Figure 1. Second-year resident Kevin Lowder, MD, plans a wavefront-guided ablation (A) and performs an LVC procedure (B).
Figures 1 and 2 courtesy of Richard A. Eiferman, MD

 

Refractive surgery is no different from other surgical procedures we routinely teach residents. Surgeons in training learn to perform phacoemulsification and IOL implantation (by far the largest component of their training), muscle surgery, glaucoma surgery, corneal surgery, and retina surgery. Patients at teaching centers accept that the benefits of being treated at a teaching center—access to world-renowned experts, cutting-edge research and clinical trials, and relatively high rates of charity care—also mean that all or part of their surgery may be performed by a resident under the supervision of an experienced surgeon. In many cases, including refractive surgery, that means patients get free or less expensive care that they might otherwise be unable to afford.

RESIDENTS WANT EXPOSURE

In a survey conducted by the ASCRS, more than 60% of young ophthalmologist respondents reported that they felt their laser vision correction (LVC) experience during residency had been inadequate.1 The authors of the study concluded that young ophthalmologists lack experience in refractive surgery and new IOL technologies, not only in residency but even during their first 5 years in practice.

In my opinion, ophthalmologists do not need a full year of specialty fellowship training to become proficient in corneal refractive surgery, they simply need access to the technology and good to mentors. Nehls et al found that patients whose laser refractive surgery was performed by residents and fellows had high levels of satisfaction, improvement in refractive error, and improvement in quality of life 1 year after surgery.2 Published studies have also validated the safety and efficacy of refractive surgery performed by surgeons in training.3,4 In one of these studies, researchers at Walter Reed Army Medical Center found no statistically significant differences in outcomes between procedures performed by residents and those performed by staff surgeons.3

In an unpublished analysis of results obtained by our residents at the University of Louisville, the postoperative outcomes were excellent (Figure 2). At patients’ last follow-up appointments, 97% of PRK eyes and 85% of LASIK eyes were 20/20 or better and 55% and 32%, respectively, were 20/15 or better.

Figure 2. In 101 eyes treated by residents at the University of Louisville in 2018 and 2019, most achieved a UCVA of 20/20 or better postoperatively.

REFRACTIVE CATARACT SURGERY

Historically, if he or she preferred, a cataract surgeon could enjoy a successful career without knowing much about corneal refractive surgery. With the advent of refractive cataract surgery, advanced-technology IOLs, and elevated patient expectations for visual results after surgery, however, LVC now belongs in the armamentarium of every ophthalmologist who performs cataract surgery.

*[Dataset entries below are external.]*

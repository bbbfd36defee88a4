//! End-to-end reconciler scenarios over a real on-disk cache.

use std::collections::BTreeMap;

use chrono::Utc;
use tempfile::TempDir;

use satchel_core::{LocalSnapshot, RemoteSnapshot, SyncAction, SyncKey};
use satchel_sync::{diff, SyncCache};

fn local(keys: &[&str]) -> LocalSnapshot {
    keys.iter()
        .map(|k| (SyncKey::from(*k), Utc::now()))
        .collect()
}

fn remote(entries: &[(&str, &str)]) -> RemoteSnapshot {
    entries
        .iter()
        .map(|(k, e)| (SyncKey::from(*k), (*e).to_string()))
        .collect()
}

/// Pretend the engine applied every action: uploads land in the remote
/// snapshot with a fresh ETag, downloads and uploads record their ETag in
/// the cache, deletes drop the object and its cache entry.
fn apply_all(
    actions: &[SyncAction],
    local: &LocalSnapshot,
    remote: &mut RemoteSnapshot,
    cache: &SyncCache,
) {
    for action in actions {
        match action {
            SyncAction::Upload(key) => {
                assert!(local.contains_key(key), "upload of a key not on disk");
                let etag = format!("\"uploaded-{key}\"");
                remote.insert(key.clone(), etag.clone());
                cache.set(key, &etag).unwrap();
            }
            SyncAction::Download(key, etag) => {
                cache.set(key, etag).unwrap();
            }
            SyncAction::Delete(key) => {
                remote.remove(key);
                cache.delete(key).unwrap();
            }
        }
    }
}

#[test]
fn cold_start_scenario_uploads_untracked_and_downloads_unseen() {
    let dir = TempDir::new().unwrap();
    let cache = SyncCache::open_at(&dir.path().join("cache.db")).unwrap();
    cache.set(&SyncKey::from("b.txt"), "\"X\"").unwrap();

    let local = local(&["a.txt", "b.txt"]);
    let remote = remote(&[("b.txt", "\"X\""), ("c.txt", "\"Y\"")]);

    let actions = diff(&local, &remote, &cache, false).unwrap();
    assert_eq!(
        actions,
        vec![
            SyncAction::Upload(SyncKey::from("a.txt")),
            SyncAction::Download(SyncKey::from("c.txt"), "\"Y\"".to_string()),
        ],
        "b.txt is already synced and must produce no action",
    );
}

#[test]
fn second_pass_after_apply_is_empty() {
    let dir = TempDir::new().unwrap();
    let cache = SyncCache::open_at(&dir.path().join("cache.db")).unwrap();
    cache.set(&SyncKey::from("kept.txt"), "\"K\"").unwrap();
    cache.set(&SyncKey::from("gone.txt"), "\"G\"").unwrap();

    let local = local(&["new.txt", "kept.txt"]);
    let mut remote = remote(&[
        ("kept.txt", "\"K\""),
        ("gone.txt", "\"G\""),
        ("incoming.txt", "\"I\""),
    ]);

    let first = diff(&local, &remote, &cache, false).unwrap();
    assert_eq!(first.len(), 3, "upload, download, delete: {first:?}");
    apply_all(&first, &local, &mut remote, &cache);

    // The download landed locally too.
    let mut local = local.clone();
    local.insert(SyncKey::from("incoming.txt"), Utc::now());

    let second = diff(&local, &remote, &cache, false).unwrap();
    assert!(
        second.is_empty(),
        "no intervening change, second pass must be a no-op: {second:?}",
    );
}

#[test]
fn add_only_pass_never_deletes_and_stays_idempotent_for_the_rest() {
    let dir = TempDir::new().unwrap();
    let cache = SyncCache::open_at(&dir.path().join("cache.db")).unwrap();
    cache.set(&SyncKey::from("gone.txt"), "\"G\"").unwrap();

    let local = local(&["fresh.txt"]);
    let mut remote = remote(&[("gone.txt", "\"G\"")]);

    let actions = diff(&local, &remote, &cache, true).unwrap();
    assert_eq!(
        actions,
        vec![SyncAction::Upload(SyncKey::from("fresh.txt"))],
        "the locally-removed key must be left alone under add-only",
    );

    apply_all(&actions, &local, &mut remote, &cache);
    assert_eq!(
        cache.get(&SyncKey::from("gone.txt")).unwrap(),
        Some("\"G\"".to_string()),
        "suppressed delete leaves the cache entry untouched",
    );
}

#[test]
fn actions_are_ordered_locals_then_remote_only() {
    let dir = TempDir::new().unwrap();
    let cache = SyncCache::open_at(&dir.path().join("cache.db")).unwrap();

    let local = local(&["z-local.txt", "a-local.txt"]);
    let remote = remote(&[("m-remote.txt", "\"M\""), ("b-remote.txt", "\"B\"")]);

    let actions = diff(&local, &remote, &cache, false).unwrap();
    let keys: Vec<String> = actions.iter().map(|a| a.key().to_string()).collect();
    assert_eq!(
        keys,
        vec!["a-local.txt", "z-local.txt", "b-remote.txt", "m-remote.txt"],
        "ascending local keys first, then ascending remote-only keys",
    );

    let mut cache_snapshot: BTreeMap<String, String> = BTreeMap::new();
    for action in &actions {
        cache_snapshot.insert(action.key().to_string(), format!("{action}"));
    }
    assert_eq!(cache_snapshot.len(), 4, "one action per key");
}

With contemporary refractive cataract surgery, it is important for surgeons to be able to address small amounts of residual refractive error, either sphere or cylinder, postoperatively. Those who can’t perform LVC in-house are at a significant financial and competitive disadvantage and may not be able to achieve the outcomes their patients expect.

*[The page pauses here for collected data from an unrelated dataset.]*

//! Local indexer — one snapshot of the watched tree.

use std::path::Path;

use chrono::{DateTime, Utc};

use satchel_core::{LocalSnapshot, SyncKey};

use crate::error::{scan_err, SyncError};

/// Walk the tree rooted at `root` and return a key → mtime snapshot.
///
/// The root entry itself is excluded, and only regular files are indexed:
/// directories and special files have no object representation. Any
/// traversal I/O error aborts the scan — fatal for the reconciliation
/// pass that asked for it, not for the process.
pub fn scan(root: &Path) -> Result<LocalSnapshot, SyncError> {
    let mut snapshot = LocalSnapshot::new();
    let mut pending = vec![root.to_path_buf()];

    while let Some(dir) = pending.pop() {
        let entries = std::fs::read_dir(&dir).map_err(|e| scan_err(&dir, e))?;
        for entry in entries {
            let entry = entry.map_err(|e| scan_err(&dir, e))?;
            let path = entry.path();
            let file_type = entry.file_type().map_err(|e| scan_err(&path, e))?;

            if file_type.is_dir() {
                pending.push(path);
                continue;
            }
            if !file_type.is_file() {
                tracing::debug!(path = %path.display(), "skipping non-regular entry");
                continue;
            }

            let modified = entry
                .metadata()
                .and_then(|meta| meta.modified())
                .map_err(|e| scan_err(&path, e))?;

            match SyncKey::from_path(root, &path) {
                Some(key) => {
                    snapshot.insert(key, DateTime::<Utc>::from(modified));
                }
                None => {
                    tracing::warn!(path = %path.display(), "entry has no sync key; skipping");
                }
            }
        }
    }

    Ok(snapshot)
}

Learning PRK and LASIK teaches young ophthalmologists a number of important skills that cross over into other areas of practice. Some of these are clinical, and others are more philosophical. On the clinical side, for example, the ability to read topographic and wavefront imaging gives residents greater insight into optics and ocular physics. Seeing the flattening or steepening of specific areas of the cornea helps them to grasp complicated concepts such as astigmatic meridians and higher-order aberrations. Learning to dock a femtosecond laser will make the learning curve shorter in the future, regardless of which cataract or refractive lasers they might use in practice.

Learning refractive surgery also helps our residents master some of the softer skills of ophthalmology, such as how to be conservative and cautious in looking for preoperative risk factors, how to talk to patients about private-pay procedures, and how to say no to poor candidates.

LVC CERTIFICATION

I believe that it is our job as educators to prepare students with the skills they need for clinical practice—including corneal refractive surgery. Many young ophthalmologists today enter practice with significant debt from undergraduate and medical school, so the sooner they can become productive, revenue-producing surgeons, the better.

Without refractive surgery training in residency, it can be hard to obtain certification later in practice. It may be difficult to convince a local competitor to teach a young surgeon the basics of refractive surgery and proctor his or her first cases, for example.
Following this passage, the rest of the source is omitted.